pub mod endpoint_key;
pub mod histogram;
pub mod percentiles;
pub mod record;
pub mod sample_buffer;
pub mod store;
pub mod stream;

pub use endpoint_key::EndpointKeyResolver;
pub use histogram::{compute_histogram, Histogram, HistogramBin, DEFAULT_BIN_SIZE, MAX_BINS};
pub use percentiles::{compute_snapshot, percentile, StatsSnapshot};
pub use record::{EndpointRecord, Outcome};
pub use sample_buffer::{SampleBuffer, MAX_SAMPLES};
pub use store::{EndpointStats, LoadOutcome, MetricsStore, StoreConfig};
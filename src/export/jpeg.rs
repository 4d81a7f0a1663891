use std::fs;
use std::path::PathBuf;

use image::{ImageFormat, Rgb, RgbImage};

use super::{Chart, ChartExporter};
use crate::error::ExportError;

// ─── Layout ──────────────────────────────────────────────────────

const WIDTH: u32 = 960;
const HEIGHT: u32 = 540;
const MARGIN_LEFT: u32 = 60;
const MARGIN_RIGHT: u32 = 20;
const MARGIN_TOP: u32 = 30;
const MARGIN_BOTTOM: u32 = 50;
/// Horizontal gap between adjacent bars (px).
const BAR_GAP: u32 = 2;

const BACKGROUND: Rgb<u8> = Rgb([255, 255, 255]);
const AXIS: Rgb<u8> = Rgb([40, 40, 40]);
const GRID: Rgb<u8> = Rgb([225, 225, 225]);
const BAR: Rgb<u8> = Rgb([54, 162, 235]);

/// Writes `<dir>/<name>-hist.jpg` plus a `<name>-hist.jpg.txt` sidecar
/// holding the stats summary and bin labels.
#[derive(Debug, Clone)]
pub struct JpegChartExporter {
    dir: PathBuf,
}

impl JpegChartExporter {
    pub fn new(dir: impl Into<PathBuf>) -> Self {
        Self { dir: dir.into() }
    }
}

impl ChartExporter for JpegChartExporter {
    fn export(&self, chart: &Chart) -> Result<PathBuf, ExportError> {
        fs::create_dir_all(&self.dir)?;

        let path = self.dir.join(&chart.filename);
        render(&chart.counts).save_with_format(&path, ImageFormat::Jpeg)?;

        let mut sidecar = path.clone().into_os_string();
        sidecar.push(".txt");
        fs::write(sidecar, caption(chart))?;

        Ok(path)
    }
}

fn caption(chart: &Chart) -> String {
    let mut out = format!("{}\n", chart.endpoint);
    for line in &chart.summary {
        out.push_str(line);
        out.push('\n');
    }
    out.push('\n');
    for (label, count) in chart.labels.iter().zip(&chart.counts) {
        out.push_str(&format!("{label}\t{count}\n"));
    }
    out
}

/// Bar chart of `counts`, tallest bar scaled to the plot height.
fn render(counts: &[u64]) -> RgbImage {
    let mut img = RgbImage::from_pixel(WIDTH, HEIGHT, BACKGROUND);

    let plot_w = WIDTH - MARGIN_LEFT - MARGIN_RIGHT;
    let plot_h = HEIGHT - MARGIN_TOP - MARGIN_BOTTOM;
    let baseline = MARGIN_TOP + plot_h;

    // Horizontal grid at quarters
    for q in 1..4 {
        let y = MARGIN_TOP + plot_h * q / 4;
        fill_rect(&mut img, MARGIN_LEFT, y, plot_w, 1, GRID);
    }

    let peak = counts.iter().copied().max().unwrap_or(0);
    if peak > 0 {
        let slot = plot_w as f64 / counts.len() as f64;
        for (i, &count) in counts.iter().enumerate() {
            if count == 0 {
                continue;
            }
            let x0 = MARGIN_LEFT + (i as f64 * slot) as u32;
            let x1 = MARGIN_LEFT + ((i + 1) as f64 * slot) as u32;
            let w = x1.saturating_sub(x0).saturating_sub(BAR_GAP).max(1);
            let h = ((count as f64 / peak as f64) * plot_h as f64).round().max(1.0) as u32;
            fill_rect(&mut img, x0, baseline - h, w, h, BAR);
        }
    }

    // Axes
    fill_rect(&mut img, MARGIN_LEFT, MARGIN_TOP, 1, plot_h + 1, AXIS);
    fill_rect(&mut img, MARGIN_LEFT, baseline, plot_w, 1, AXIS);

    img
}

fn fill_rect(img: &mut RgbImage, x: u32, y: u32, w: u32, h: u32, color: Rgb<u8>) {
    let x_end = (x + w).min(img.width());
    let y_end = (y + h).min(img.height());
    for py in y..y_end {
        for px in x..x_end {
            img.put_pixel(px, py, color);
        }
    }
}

...

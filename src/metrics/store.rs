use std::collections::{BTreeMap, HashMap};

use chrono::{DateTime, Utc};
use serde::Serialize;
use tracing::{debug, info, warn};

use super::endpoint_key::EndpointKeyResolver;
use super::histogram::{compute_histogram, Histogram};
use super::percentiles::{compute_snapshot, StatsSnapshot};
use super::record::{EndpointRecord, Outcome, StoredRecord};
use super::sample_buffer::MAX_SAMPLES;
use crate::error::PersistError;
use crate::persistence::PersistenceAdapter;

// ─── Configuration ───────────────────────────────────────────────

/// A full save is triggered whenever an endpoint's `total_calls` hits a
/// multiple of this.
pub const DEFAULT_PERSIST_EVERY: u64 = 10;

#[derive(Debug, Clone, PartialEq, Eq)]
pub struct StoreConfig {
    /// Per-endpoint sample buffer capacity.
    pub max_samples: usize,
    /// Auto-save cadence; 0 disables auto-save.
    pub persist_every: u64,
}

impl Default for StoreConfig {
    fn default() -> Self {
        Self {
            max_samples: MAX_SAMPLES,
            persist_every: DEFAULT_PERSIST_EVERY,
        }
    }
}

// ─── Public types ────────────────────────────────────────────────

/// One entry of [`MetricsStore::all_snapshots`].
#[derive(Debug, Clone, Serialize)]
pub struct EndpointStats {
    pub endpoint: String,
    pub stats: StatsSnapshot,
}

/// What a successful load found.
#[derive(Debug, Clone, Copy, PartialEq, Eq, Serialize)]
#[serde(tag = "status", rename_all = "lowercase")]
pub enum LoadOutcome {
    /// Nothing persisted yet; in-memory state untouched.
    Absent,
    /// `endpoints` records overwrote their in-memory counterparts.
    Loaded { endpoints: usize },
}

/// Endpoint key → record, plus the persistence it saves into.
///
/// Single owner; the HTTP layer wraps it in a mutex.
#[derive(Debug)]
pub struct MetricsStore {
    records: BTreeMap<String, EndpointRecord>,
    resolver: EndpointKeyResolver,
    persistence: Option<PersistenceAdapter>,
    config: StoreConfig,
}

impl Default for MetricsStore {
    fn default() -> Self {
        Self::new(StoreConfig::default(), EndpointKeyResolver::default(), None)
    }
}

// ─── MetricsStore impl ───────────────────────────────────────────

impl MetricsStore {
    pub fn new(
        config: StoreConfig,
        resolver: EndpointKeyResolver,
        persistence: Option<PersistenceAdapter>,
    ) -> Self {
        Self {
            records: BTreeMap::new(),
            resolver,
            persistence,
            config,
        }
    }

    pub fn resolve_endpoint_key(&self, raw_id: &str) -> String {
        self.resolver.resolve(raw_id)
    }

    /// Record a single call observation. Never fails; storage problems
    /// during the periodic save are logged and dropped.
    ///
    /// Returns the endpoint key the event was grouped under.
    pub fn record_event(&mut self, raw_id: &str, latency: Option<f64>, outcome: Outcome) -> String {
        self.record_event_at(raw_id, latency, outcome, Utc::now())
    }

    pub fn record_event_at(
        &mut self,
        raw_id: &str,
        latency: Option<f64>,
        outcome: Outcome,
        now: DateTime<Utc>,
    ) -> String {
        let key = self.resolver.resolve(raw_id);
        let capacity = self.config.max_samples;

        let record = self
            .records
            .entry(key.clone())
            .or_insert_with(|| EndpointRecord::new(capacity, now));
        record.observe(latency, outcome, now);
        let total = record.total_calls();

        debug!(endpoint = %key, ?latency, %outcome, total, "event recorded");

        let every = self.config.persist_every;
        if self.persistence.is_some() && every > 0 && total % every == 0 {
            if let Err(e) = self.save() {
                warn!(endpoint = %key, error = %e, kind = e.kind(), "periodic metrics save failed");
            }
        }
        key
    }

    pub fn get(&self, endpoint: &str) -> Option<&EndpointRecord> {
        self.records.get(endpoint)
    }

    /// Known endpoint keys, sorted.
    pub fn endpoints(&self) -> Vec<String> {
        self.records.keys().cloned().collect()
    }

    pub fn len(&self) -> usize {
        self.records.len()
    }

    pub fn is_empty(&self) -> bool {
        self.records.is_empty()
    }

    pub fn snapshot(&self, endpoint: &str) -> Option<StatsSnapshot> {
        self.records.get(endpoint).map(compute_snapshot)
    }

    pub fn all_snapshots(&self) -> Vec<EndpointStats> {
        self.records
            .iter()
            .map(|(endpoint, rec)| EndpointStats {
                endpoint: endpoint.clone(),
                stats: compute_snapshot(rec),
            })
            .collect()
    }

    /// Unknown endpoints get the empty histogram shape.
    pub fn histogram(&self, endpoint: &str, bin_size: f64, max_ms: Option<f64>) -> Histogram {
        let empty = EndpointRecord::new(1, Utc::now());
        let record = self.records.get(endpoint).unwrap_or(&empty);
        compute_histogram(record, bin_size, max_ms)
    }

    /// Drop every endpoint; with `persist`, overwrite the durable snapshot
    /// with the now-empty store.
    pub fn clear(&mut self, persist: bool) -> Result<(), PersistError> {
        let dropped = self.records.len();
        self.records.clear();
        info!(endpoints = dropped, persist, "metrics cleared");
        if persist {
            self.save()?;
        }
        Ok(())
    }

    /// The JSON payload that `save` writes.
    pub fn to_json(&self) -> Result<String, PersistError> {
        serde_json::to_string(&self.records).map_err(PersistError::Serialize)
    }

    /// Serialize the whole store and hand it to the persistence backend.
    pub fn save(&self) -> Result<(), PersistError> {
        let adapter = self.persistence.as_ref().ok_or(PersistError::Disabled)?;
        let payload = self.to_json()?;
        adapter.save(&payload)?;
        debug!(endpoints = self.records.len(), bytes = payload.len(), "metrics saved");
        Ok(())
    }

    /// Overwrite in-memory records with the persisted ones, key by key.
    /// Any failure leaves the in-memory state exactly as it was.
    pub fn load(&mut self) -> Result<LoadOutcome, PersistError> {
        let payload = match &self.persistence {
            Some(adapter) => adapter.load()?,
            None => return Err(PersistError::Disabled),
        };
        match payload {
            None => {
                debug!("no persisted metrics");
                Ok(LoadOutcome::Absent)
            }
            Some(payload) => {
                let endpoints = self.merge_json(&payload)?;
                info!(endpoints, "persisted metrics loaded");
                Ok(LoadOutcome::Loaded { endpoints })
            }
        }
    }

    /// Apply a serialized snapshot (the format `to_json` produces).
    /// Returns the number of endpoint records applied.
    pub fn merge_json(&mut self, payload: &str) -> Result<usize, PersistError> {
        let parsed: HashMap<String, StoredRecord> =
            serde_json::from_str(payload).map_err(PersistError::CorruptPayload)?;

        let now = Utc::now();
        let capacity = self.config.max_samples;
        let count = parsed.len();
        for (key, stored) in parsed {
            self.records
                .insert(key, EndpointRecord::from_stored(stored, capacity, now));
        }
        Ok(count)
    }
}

* * *

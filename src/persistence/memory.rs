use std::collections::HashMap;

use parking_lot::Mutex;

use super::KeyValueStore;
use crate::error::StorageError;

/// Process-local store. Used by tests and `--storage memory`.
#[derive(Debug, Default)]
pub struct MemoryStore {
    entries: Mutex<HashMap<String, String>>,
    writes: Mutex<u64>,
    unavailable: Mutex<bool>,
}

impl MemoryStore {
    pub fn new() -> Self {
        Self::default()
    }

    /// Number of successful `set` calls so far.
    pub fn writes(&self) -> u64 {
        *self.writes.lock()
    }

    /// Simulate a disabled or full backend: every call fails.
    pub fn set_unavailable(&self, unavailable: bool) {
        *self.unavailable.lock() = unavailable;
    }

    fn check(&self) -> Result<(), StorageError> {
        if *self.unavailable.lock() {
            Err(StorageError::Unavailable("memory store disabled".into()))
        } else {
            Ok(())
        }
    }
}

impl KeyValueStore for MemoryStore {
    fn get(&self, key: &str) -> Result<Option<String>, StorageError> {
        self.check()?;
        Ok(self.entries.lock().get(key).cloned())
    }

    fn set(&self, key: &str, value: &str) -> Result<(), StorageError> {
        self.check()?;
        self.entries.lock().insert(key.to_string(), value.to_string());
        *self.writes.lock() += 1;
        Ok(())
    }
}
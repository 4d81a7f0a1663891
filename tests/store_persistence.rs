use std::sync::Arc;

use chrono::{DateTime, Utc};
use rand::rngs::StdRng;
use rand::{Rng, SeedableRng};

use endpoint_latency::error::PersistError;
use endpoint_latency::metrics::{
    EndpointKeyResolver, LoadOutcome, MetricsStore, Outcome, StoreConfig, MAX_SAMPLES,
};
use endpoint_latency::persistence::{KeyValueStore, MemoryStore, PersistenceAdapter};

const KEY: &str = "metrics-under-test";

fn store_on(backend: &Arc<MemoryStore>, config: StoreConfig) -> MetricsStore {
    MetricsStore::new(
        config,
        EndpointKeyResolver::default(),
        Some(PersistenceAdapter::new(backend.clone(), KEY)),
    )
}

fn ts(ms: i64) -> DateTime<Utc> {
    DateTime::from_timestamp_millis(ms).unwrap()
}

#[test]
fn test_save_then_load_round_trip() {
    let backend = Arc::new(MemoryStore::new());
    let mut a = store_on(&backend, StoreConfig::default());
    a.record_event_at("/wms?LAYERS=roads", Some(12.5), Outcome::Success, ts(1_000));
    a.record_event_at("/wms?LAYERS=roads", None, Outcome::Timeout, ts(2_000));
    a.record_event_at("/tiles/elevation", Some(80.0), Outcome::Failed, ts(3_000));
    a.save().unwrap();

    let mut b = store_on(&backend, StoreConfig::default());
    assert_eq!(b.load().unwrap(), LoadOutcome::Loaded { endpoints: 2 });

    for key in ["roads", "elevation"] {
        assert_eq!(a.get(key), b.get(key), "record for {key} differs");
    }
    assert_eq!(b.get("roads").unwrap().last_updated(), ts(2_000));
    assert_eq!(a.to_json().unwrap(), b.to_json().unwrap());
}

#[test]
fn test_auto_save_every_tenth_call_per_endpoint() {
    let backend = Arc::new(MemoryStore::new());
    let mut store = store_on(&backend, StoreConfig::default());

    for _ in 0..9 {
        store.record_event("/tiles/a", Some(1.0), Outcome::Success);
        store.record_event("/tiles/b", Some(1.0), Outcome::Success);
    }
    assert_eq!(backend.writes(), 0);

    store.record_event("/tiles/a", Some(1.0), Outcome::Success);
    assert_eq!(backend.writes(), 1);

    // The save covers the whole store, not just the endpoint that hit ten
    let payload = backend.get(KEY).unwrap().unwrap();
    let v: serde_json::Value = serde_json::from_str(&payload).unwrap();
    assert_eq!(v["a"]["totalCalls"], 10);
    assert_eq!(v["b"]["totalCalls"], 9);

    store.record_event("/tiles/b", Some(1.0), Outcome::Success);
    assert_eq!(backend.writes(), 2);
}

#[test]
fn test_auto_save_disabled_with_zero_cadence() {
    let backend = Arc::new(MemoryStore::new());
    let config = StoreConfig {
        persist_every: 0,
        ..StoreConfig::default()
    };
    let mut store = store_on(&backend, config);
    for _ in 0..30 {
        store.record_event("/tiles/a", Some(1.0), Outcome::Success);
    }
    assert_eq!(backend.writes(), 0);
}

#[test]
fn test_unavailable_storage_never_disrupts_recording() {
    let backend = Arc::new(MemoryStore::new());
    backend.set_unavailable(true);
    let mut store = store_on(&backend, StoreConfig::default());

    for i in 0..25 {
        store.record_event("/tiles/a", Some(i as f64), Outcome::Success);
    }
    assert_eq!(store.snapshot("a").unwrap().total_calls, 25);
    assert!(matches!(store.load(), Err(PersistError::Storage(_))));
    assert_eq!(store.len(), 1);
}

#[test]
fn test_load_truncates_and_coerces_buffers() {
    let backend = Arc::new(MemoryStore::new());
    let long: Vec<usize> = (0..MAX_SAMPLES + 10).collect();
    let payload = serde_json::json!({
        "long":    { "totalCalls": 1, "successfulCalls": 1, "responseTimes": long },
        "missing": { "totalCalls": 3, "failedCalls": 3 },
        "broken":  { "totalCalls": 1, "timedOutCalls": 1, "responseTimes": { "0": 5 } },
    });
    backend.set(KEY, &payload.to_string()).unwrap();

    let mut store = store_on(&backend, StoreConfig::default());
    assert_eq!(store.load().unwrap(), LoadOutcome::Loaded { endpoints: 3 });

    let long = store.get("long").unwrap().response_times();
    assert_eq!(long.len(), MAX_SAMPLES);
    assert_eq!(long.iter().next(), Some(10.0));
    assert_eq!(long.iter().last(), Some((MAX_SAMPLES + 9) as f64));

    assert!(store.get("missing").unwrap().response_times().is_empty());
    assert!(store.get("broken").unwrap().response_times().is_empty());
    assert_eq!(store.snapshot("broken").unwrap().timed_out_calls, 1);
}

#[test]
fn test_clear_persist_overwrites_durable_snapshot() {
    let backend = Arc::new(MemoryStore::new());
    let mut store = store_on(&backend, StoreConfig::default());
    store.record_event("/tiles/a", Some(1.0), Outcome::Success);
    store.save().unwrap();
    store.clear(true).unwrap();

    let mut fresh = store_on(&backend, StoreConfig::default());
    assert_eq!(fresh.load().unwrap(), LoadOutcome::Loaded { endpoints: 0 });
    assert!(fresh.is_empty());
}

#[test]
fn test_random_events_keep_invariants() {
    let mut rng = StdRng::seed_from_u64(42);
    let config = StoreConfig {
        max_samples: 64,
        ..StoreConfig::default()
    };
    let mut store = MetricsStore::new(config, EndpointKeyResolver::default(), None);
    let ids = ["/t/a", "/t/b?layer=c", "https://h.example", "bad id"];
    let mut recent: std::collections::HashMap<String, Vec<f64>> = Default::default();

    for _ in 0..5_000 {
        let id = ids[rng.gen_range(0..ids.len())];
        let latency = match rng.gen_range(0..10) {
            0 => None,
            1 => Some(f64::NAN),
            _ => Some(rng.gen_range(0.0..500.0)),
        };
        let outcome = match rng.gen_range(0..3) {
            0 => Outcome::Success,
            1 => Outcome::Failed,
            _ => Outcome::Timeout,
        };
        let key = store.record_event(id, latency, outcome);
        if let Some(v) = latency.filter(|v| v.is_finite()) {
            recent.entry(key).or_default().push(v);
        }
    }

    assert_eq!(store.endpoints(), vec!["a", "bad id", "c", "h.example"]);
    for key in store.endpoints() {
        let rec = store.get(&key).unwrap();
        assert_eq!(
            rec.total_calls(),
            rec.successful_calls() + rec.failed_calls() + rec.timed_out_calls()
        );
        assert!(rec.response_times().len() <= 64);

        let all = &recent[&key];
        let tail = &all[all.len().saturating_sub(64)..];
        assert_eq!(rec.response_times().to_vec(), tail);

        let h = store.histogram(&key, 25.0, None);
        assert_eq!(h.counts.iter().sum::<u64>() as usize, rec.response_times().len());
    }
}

**YOUR GOAL**
Among the lines of the data above, find those with the word "lock" and show them.

**RESPONSE**
        *self.writes.lock()
        *self.unavailable.lock() = unavailable;
        if *self.unavailable.lock() {
        Ok(self.entries.lock().get(key).cloned())
        self.entries.lock().insert(key.to_string(), value.to_string());
        *self.writes.lock() += 1;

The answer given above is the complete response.